[EXTRACTED ENTRIES]
-=-=-

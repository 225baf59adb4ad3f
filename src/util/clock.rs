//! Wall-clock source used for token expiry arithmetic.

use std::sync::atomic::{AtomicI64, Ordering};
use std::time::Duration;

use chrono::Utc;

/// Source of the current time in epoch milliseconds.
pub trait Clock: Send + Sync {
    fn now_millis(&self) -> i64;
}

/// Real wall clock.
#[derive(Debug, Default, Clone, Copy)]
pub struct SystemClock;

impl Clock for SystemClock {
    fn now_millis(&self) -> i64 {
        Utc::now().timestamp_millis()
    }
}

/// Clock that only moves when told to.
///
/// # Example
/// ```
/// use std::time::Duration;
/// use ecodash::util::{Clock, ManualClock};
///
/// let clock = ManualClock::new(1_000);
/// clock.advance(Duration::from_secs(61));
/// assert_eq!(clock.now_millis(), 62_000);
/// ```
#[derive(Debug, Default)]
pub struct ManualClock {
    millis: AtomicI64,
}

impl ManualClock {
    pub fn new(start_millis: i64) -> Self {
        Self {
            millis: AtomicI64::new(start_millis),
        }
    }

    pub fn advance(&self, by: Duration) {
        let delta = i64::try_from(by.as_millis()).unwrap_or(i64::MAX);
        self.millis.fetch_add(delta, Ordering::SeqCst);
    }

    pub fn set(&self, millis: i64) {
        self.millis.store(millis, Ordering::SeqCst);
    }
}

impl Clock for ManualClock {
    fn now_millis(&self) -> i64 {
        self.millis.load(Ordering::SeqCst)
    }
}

-=-=-

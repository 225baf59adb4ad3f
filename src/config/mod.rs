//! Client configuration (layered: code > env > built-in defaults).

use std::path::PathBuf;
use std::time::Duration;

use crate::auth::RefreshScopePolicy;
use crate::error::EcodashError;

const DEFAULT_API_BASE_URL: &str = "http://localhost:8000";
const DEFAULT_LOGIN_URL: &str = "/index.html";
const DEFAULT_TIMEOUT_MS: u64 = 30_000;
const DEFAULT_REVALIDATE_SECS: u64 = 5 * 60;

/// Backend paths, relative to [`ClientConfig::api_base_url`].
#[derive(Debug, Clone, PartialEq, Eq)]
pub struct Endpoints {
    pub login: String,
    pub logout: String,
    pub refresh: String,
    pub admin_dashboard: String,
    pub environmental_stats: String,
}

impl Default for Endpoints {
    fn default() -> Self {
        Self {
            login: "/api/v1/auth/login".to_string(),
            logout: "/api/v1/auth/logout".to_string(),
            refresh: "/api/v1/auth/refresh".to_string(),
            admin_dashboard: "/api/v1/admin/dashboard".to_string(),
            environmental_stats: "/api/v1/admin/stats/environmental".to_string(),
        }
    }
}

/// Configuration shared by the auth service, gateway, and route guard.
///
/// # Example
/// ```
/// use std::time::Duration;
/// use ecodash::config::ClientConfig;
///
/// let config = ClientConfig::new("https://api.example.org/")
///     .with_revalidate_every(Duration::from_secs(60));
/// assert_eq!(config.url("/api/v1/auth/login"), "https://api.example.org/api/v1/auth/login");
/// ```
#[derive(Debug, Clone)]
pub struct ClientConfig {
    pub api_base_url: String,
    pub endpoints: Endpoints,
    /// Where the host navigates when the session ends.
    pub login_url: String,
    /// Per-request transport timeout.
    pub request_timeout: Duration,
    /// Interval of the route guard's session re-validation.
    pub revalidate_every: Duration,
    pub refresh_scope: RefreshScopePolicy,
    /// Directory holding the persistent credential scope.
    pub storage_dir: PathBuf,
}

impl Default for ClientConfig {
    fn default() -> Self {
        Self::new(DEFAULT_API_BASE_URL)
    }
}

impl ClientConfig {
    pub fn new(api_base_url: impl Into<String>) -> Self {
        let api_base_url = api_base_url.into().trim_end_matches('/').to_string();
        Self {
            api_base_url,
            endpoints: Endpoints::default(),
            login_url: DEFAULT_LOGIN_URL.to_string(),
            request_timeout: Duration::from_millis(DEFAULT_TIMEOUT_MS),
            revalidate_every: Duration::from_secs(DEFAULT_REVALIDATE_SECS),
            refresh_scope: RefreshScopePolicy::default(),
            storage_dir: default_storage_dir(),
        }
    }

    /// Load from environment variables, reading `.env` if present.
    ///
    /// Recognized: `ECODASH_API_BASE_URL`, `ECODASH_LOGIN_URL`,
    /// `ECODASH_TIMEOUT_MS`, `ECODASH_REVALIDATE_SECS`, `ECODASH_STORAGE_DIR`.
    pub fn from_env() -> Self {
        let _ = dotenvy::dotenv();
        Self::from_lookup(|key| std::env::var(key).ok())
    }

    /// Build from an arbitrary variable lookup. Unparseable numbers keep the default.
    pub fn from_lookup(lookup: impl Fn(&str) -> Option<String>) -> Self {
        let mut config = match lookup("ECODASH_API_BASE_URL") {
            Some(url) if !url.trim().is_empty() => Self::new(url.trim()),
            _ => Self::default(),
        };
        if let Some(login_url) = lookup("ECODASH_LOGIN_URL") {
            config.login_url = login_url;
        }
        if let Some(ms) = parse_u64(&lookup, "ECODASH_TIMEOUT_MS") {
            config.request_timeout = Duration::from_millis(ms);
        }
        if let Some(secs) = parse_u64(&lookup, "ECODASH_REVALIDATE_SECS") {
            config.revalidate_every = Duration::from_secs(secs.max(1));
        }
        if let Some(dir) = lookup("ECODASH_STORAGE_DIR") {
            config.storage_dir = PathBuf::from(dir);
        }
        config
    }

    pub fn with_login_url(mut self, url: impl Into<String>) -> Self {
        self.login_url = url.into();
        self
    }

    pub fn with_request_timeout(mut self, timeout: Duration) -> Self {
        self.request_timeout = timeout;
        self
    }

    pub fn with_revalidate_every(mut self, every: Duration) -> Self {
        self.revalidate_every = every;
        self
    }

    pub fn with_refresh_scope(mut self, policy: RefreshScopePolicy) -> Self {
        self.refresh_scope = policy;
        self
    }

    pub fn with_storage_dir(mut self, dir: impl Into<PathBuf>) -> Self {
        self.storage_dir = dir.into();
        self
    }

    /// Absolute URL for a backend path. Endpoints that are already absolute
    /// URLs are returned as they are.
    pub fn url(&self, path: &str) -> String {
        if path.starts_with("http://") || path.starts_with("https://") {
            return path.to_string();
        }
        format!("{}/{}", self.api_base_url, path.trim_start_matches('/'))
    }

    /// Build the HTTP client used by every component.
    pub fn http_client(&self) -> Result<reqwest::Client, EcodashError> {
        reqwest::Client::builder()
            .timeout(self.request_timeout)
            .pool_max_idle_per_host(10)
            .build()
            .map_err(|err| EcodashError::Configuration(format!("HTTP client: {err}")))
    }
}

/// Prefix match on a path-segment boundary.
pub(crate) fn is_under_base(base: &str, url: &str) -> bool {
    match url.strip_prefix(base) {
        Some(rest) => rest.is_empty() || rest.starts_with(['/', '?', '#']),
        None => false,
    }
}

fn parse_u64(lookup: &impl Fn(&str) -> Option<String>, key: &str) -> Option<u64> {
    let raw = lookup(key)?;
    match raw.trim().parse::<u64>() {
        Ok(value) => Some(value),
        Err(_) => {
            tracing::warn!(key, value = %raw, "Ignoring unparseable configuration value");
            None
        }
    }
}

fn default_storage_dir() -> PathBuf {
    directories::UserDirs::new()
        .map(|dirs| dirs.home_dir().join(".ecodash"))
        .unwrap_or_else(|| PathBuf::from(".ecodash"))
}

-=-=-

[WORK REQUEST] Please output the lines of the listing above that fall in the stretch from the one with "self.storage_dir = dir.into();" through the one with "a path-segment boundary.", exactly and only those.

[ANSWER SECTION]
        self.storage_dir = dir.into();
        self
    }

    /// Absolute URL for a backend path. Endpoints that are already absolute
    /// URLs are returned as they are.
    pub fn url(&self, path: &str) -> String {
        if path.starts_with("http://") || path.starts_with("https://") {
            return path.to_string();
        }
        format!("{}/{}", self.api_base_url, path.trim_start_matches('/'))
    }

    /// Build the HTTP client used by every component.
    pub fn http_client(&self) -> Result<reqwest::Client, EcodashError> {
        reqwest::Client::builder()
            .timeout(self.request_timeout)
            .pool_max_idle_per_host(10)
            .build()
            .map_err(|err| EcodashError::Configuration(format!("HTTP client: {err}")))
    }
}

/// Prefix match on a path-segment boundary.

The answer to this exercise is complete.